When Cait Reilly threatened to sue the government over her forced ‘work experience’ in Poundland, some thought her a prima donna, others a brave campaigner, Tosin Omilaju reports.
If I’m honest, at first I had the University of Birmingham graduate, Cait Reilly, down as a bit of a drama queen. I mean, suing the government for “forced labour” just because stacking shelves in Poundland for two weeks was a bit extreme, if I do say so myself. But clearly, Reilly is someone who has had enough of the dire situation that is youth joblessness. You see, Reilly is just one of the 1.027 million 16-24-year-olds who are out of a job and trying to keep their head afloat financially.
According to Reilly, the government aren’t quite clued up on the needs of the youth, she said: “The coalition’s commitment to getting people into work is admirable, but this is not the right way to do it.” I suppose that is her polite way of saying ‘the coalition is totally out of order and that’s why I’m taking them to court.’ What Reilly finds annoying is not being able to take her place at Poundland, which means she will lose the £53.45 a-week Jobseeker’s Allowance (JSA) – her only source of income. And even though the government has introduced such work experience programmes with hopes that 250,000 of those on JSA will be helped into the workforce, trapping young people into taking up programmes irrelevant to their career pursuits risks increasing youth unemployment rates rather than decreasing them.
For one, the experience that individuals get needs to have some sort of resemblence to the job they actually want to do in the future. The most significant requirement that all work places have is relevant experience. So as the employers involved in the work experience scheme include places like Tesco, Sainsbury’s, Argos and Asda, this leaves a very limited scope in which relevant skills can be learnt – to be honest the coalition can’t honestly believe that an unpaid voluntary job in Tesco is what the millions of unemployed 16-24-year-olds want to do.
Don’t get me wrong: for those young people who are interested in a career in retail the scheme does seem like a good opportunity, but for the thousands of us interested in the other vast number of work sectors, Asda simply will not do.
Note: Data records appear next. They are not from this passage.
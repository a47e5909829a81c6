//! Login handler
//!
//! Authentication is a single stateless check; no session or token is
//! issued. Unknown email and wrong password get the same 401 answer.

use std::sync::Arc;

use axum::{extract::State, Json};

use super::dto::{LoginRequest, LoginResponse};
use crate::application::AuthService;
use crate::domain::DomainError;
use crate::interfaces::http::common::ValidatedJson;
use crate::interfaces::http::error::{ApiError, ApiResult, ErrorBody};

pub const INVALID_CREDENTIALS: &str = "Invalid email or password";

#[derive(Clone)]
pub struct AuthState {
    pub auth: Arc<AuthService>,
}

#[utoipa::path(
    post,
    path = "/api/login",
    tag = "Authentication",
    request_body = LoginRequest,
    responses(
        (status = 200, description = "Credentials accepted", body = LoginResponse),
        (status = 400, description = "Missing email or password", body = ErrorBody),
        (status = 401, description = "Invalid credentials", body = ErrorBody)
    )
)]
pub async fn login(
    State(state): State<AuthState>,
    ValidatedJson(request): ValidatedJson<LoginRequest>,
) -> ApiResult<Json<LoginResponse>> {
    let email = request.email.unwrap_or_default();
    let password = request.password.unwrap_or_default();

    match state.auth.authenticate(&email, &password).await {
        Ok(account) => Ok(Json(LoginResponse {
            message: "Login successful".into(),
            user: account.into(),
        })),
        Err(DomainError::NotFound { .. }) | Err(DomainError::Unauthorized(_)) => {
            Err(ApiError::unauthorized(INVALID_CREDENTIALS))
        }
        Err(e) => Err(e.into()),
    }
}
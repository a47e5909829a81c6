use async_trait::async_trait;

use super::{Reading, ReadingFilter};
use crate::shared::DomainResult;

/// Read-only gateway for the sensor readings collection.
#[async_trait]
pub trait ReadingRepository: Send + Sync {
    /// Up to `limit` readings matching `filter`, newest first.
    async fn find_latest(&self, filter: &ReadingFilter, limit: u64) -> DomainResult<Vec<Reading>>;
    async fn count_readings(&self) -> DomainResult<u64>;
}
//! Interface adapters

pub mod http;
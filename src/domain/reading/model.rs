use chrono::{DateTime, Utc};

/// One telemetry sample as written by the ingestion process.
#[derive(Clone, Debug, PartialEq)]
pub struct Reading {
    pub field1: Option<f64>,
    pub field2: Option<f64>,
    pub created_at: DateTime<Utc>,
}

impl Reading {
    /// Both measurements are present.
    pub fn is_complete(&self) -> bool {
        self.field1.is_some() && self.field2.is_some()
    }
}

/// Inclusive `created_at` bounds.
#[derive(Clone, Debug, Default, PartialEq, Eq)]
pub struct ReadingFilter {
    pub start: Option<DateTime<Utc>>,
    pub end: Option<DateTime<Utc>>,
}

impl ReadingFilter {
    pub fn matches(&self, at: &DateTime<Utc>) -> bool {
        self.start.map_or(true, |s| *at >= s) && self.end.map_or(true, |e| *at <= e)
    }
}

#[cfg(test)]
mod tests {
    use super::*;
    use chrono::TimeZone;

    #[test]
    fn filter_bounds_are_inclusive() {
        let start = Utc.with_ymd_and_hms(2024, 5, 1, 0, 0, 0).unwrap();
        let end = Utc.with_ymd_and_hms(2024, 5, 2, 0, 0, 0).unwrap();
        let filter = ReadingFilter {
            start: Some(start),
            end: Some(end),
        };

        assert!(filter.matches(&start));
        assert!(filter.matches(&end));
        assert!(!filter.matches(&(end + chrono::Duration::seconds(1))));
        assert!(ReadingFilter::default().matches(&start));
    }
}
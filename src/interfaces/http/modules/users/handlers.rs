//! Account management handlers
//!
//! Thin mapping onto `AccountService`; all rules live in the service.

use std::sync::Arc;

use axum::{
    extract::{Path, State},
    http::StatusCode,
    Json,
};

use super::dto::{AccountDto, CreateAccountRequest, UpdateAccountRequest};
use crate::application::AccountService;
use crate::interfaces::http::common::{MessageResponse, ValidatedJson};
use crate::interfaces::http::error::{ApiError, ApiResult, ErrorBody};

#[derive(Clone)]
pub struct UsersState {
    pub accounts: Arc<AccountService>,
}

fn parse_id(raw: &str) -> ApiResult<i64> {
    raw.trim()
        .parse::<i64>()
        .map_err(|_| ApiError::bad_request(format!("Invalid user id '{}'", raw)))
}

#[utoipa::path(
    get,
    path = "/api/users",
    tag = "Users",
    responses(
        (status = 200, description = "All accounts, ordered by id", body = Vec<AccountDto>),
        (status = 500, description = "Store unavailable", body = ErrorBody)
    )
)]
pub async fn list_users(State(state): State<UsersState>) -> ApiResult<Json<Vec<AccountDto>>> {
    let accounts = state.accounts.list_accounts().await?;
    Ok(Json(accounts.into_iter().map(AccountDto::from).collect()))
}

#[utoipa::path(
    post,
    path = "/api/users",
    tag = "Users",
    request_body = CreateAccountRequest,
    responses(
        (status = 201, description = "Account created", body = AccountDto),
        (status = 400, description = "Missing fields or email already registered", body = ErrorBody),
        (status = 500, description = "Store unavailable", body = ErrorBody)
    )
)]
pub async fn create_user(
    State(state): State<UsersState>,
    ValidatedJson(request): ValidatedJson<CreateAccountRequest>,
) -> ApiResult<(StatusCode, Json<AccountDto>)> {
    let account = state.accounts.create_account(request.into()).await?;
    Ok((StatusCode::CREATED, Json(account.into())))
}

#[utoipa::path(
    put,
    path = "/api/users/{id}",
    tag = "Users",
    params(("id" = i64, Path, description = "Account id")),
    request_body = UpdateAccountRequest,
    responses(
        (status = 200, description = "Account updated", body = AccountDto),
        (status = 400, description = "Missing fields, email in use or password mismatch", body = ErrorBody),
        (status = 404, description = "No such account", body = ErrorBody)
    )
)]
pub async fn update_user(
    State(state): State<UsersState>,
    Path(id): Path<String>,
    ValidatedJson(request): ValidatedJson<UpdateAccountRequest>,
) -> ApiResult<Json<AccountDto>> {
    let id = parse_id(&id)?;
    let account = state.accounts.update_account(id, request.into()).await?;
    Ok(Json(account.into()))
}

#[utoipa::path(
    delete,
    path = "/api/users/{id}",
    tag = "Users",
    params(("id" = i64, Path, description = "Account id")),
    responses(
        (status = 200, description = "Account deleted", body = MessageResponse),
        (status = 404, description = "No such account", body = ErrorBody)
    )
)]
pub async fn delete_user(
    State(state): State<UsersState>,
    Path(id): Path<String>,
) -> ApiResult<Json<MessageResponse>> {
    let id = parse_id(&id)?;
    state.accounts.delete_account(id).await?;
    Ok(Json(MessageResponse::new("User deleted successfully")))
}
use thiserror::Error;

#[derive(Debug, Error)]
pub enum DomainError {
    #[error("Validation: {0}")]
    Validation(String),

    #[error("Already exists: {0}")]
    Conflict(String),

    #[error("Not found: {entity} with {field}={value}")]
    NotFound {
        entity: &'static str,
        field: &'static str,
        value: String,
    },

    #[error("Unauthorized: {0}")]
    Unauthorized(String),

    #[error("Store unavailable: {0}")]
    StoreUnavailable(String),

    #[error("Internal error: {0}")]
    Internal(String),
}

impl DomainError {
    pub fn validation(msg: impl Into<String>) -> Self {
        Self::Validation(msg.into())
    }

    pub fn user_not_found(id: i64) -> Self {
        Self::NotFound {
            entity: "User",
            field: "id",
            value: id.to_string(),
        }
    }
}

#[derive(Debug, Error)]
pub enum InfraError {
    #[error("Database error: {0}")]
    Database(#[from] sea_orm::DbErr),

    #[error("Crypto error: {0}")]
    Crypto(#[from] bcrypt::BcryptError),

    #[error("Blocking task failed: {0}")]
    Blocking(#[from] tokio::task::JoinError),

    #[error("Config error: {0}")]
    Config(String),
}

impl From<InfraError> for DomainError {
    fn from(e: InfraError) -> Self {
        match e {
            InfraError::Database(db) => DomainError::StoreUnavailable(db.to_string()),
            other => DomainError::Internal(other.to_string()),
        }
    }
}

/// Result type for domain operations
pub type DomainResult<T> = Result<T, DomainError>;

#[cfg(test)]
mod tests {
    use super::*;

    #[test]
    fn database_errors_become_store_unavailable() {
        let err: DomainError = InfraError::Database(sea_orm::DbErr::Custom("gone".into())).into();
        assert!(matches!(err, DomainError::StoreUnavailable(_)));
    }

    #[test]
    fn not_found_names_the_lookup_key() {
        assert_eq!(
            DomainError::user_not_found(3).to_string(),
            "Not found: User with id=3"
        );
    }
}
//! Range-filtered retrieval of sensor readings

use std::sync::Arc;

use chrono::{DateTime, Utc};
use tracing::debug;

use super::params::{non_empty, parse_bound, parse_limit, TelemetryParams};
use crate::domain::{DomainResult, Reading, ReadingFilter, RepositoryProvider};

/// Filters that ended up shaping the query.
#[derive(Debug, Clone, PartialEq, Eq)]
pub struct AppliedFilters {
    pub limit: u64,
    pub start_date: Option<DateTime<Utc>>,
    pub end_date: Option<DateTime<Utc>>,
}

#[derive(Debug, Clone)]
pub struct TelemetryStats {
    pub total: usize,
    /// Readings with both measurements present.
    pub valid: usize,
    pub filters_applied: AppliedFilters,
}

/// Readings in chronological order plus summary statistics.
#[derive(Debug, Clone)]
pub struct TelemetryPage {
    pub readings: Vec<Reading>,
    pub stats: TelemetryStats,
}

pub struct TelemetryService {
    repos: Arc<dyn RepositoryProvider>,
    default_limit: u64,
}

impl TelemetryService {
    pub fn new(repos: Arc<dyn RepositoryProvider>, default_limit: u64) -> Self {
        Self {
            repos,
            default_limit,
        }
    }

    /// The most recent `limit` readings inside the range, oldest first.
    ///
    /// The store is asked for newest-first so `limit` selects the latest rows;
    /// the page is then reversed into chronological order.
    pub async fn query(&self, params: TelemetryParams) -> DomainResult<TelemetryPage> {
        let limit = parse_limit(non_empty(&params.limit), self.default_limit)?;
        let filter = ReadingFilter {
            start: parse_bound("start_date", non_empty(&params.start_date))?,
            end: parse_bound("end_date", non_empty(&params.end_date))?,
        };

        let mut readings = self.repos.readings().find_latest(&filter, limit).await?;
        readings.reverse();

        let valid = readings.iter().filter(|r| r.is_complete()).count();
        debug!(limit, total = readings.len(), valid, "Telemetry query served");

        Ok(TelemetryPage {
            stats: TelemetryStats {
                total: readings.len(),
                valid,
                filters_applied: AppliedFilters {
                    limit,
                    start_date: filter.start,
                    end_date: filter.end,
                },
            },
            readings,
        })
    }

    /// Number of stored readings, used by the health check.
    pub async fn count(&self) -> DomainResult<u64> {
        self.repos.readings().count_readings().await
    }
}
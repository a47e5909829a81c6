//! # AgroWatch backend
//!
//! HTTP backend for sensor telemetry and account management.
//!
//! ## Architecture
//!
//! - **domain**: records, projections and repository traits
//! - **application**: account, authentication and telemetry services
//! - **infrastructure**: credential codec, SeaORM and in-memory stores
//! - **interfaces**: REST API with Swagger documentation
//! - **shared**: error types and graceful shutdown
//! - **server**: runtime bootstrap used by the CLI

pub mod application;
pub mod config;
pub mod domain;
pub mod infrastructure;
pub mod interfaces;
pub mod server;
pub mod shared;

pub use config::{default_config_path, AppConfig};

pub use infrastructure::{
    init_database, DatabaseConfig, InMemoryRepositoryProvider, SeaOrmRepositoryProvider,
};

pub use interfaces::http::{create_api_router, AppState};
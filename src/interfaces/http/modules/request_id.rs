//! Request ID middleware
//!
//! Every request gets an `x-request-id` (reused from the caller when
//! present), carried by a tracing span for the whole request and echoed
//! back on the response.

use axum::{body::Body, http::Request, middleware::Next, response::Response};
use tracing::Instrument;
use uuid::Uuid;

pub const REQUEST_ID_HEADER: &str = "x-request-id";

/// Longest caller-supplied id that is reused verbatim.
const MAX_INCOMING_LEN: usize = 128;

pub async fn request_id_middleware(request: Request<Body>, next: Next) -> Response {
    let request_id = request
        .headers()
        .get(REQUEST_ID_HEADER)
        .and_then(|v| v.to_str().ok())
        .filter(|v| !v.is_empty() && v.len() <= MAX_INCOMING_LEN)
        .map(String::from)
        .unwrap_or_else(|| Uuid::new_v4().to_string());

    let span = tracing::info_span!(
        "request",
        request_id = %request_id,
        method = %request.method(),
        path = %request.uri().path(),
    );

    let mut response = next.run(request).instrument(span).await;

    if let Ok(value) = request_id.parse() {
        response.headers_mut().insert(REQUEST_ID_HEADER, value);
    }

    response
}
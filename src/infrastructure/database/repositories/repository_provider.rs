//! SeaORM implementation of RepositoryProvider

use async_trait::async_trait;
use sea_orm::DatabaseConnection;

use crate::domain::{DomainResult, ReadingRepository, RepositoryProvider, UserRepository};

use super::reading_repository::SeaOrmReadingRepository;
use super::user_repository::{db_err, SeaOrmUserRepository};

/// Unified repository provider backed by SeaORM.
///
/// Holds one connection pool and exposes per-collection repository accessors.
///
/// ```ignore
/// let repos = SeaOrmRepositoryProvider::new(db.clone(), "sensor_readings");
/// let user = repos.users().find_by_email("ana@farm.io").await?;
/// ```
pub struct SeaOrmRepositoryProvider {
    db: DatabaseConnection,
    users: SeaOrmUserRepository,
    readings: SeaOrmReadingRepository,
}

impl SeaOrmRepositoryProvider {
    pub fn new(db: DatabaseConnection, readings_table: &str) -> Self {
        Self {
            users: SeaOrmUserRepository::new(db.clone()),
            readings: SeaOrmReadingRepository::new(db.clone(), readings_table),
            db,
        }
    }

    /// Concrete readings gateway, for table setup and seeding.
    pub fn reading_store(&self) -> &SeaOrmReadingRepository {
        &self.readings
    }
}

#[async_trait]
impl RepositoryProvider for SeaOrmRepositoryProvider {
    fn users(&self) -> &dyn UserRepository {
        &self.users
    }

    fn readings(&self) -> &dyn ReadingRepository {
        &self.readings
    }

    async fn ping(&self) -> DomainResult<()> {
        self.db.ping().await.map_err(db_err)
    }
}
To work at Poundland, Reilly had to give up her placement at the local Pen Room Museum, which was helping her fulfil her dream of becoming a museum curator – and being forced to swap canvases for tin cans was not about to improve her employability. It’s obvious that young people who have no experience in their chosen career path will find it much harder to secure any job.
What is more, complaints that the experience is more like exploitation of the jobless young may mean that they remain without work in the long run. Many young people who have been through the scheme have found that they are doing the same work as employed staff without pay. So does the young unpaid worker become more skilled, employable and an asset to the UK economy? I think not. They basically end up with the joys of being free staff for the company for a couple of weeks and go back to the sorry state they thought they were leaving behind – unemployment.
At the end of the day, if the government doesn’t introduce a more effective scheme, youth unemployment will unavoidably become middle-aged unemployment. In a speech at the end of last year Deputy Prime Minister Nick Clegg said, “If people are out of work when they’re young, they bear the scars for decades. If they have a false start, they might not ever fully catch up. These are tomorrow’s mothers, fathers and taxpayers. If they end up falling behind, our whole society pays the price.”
If Clegg really thinks this, that he needs to get a move on.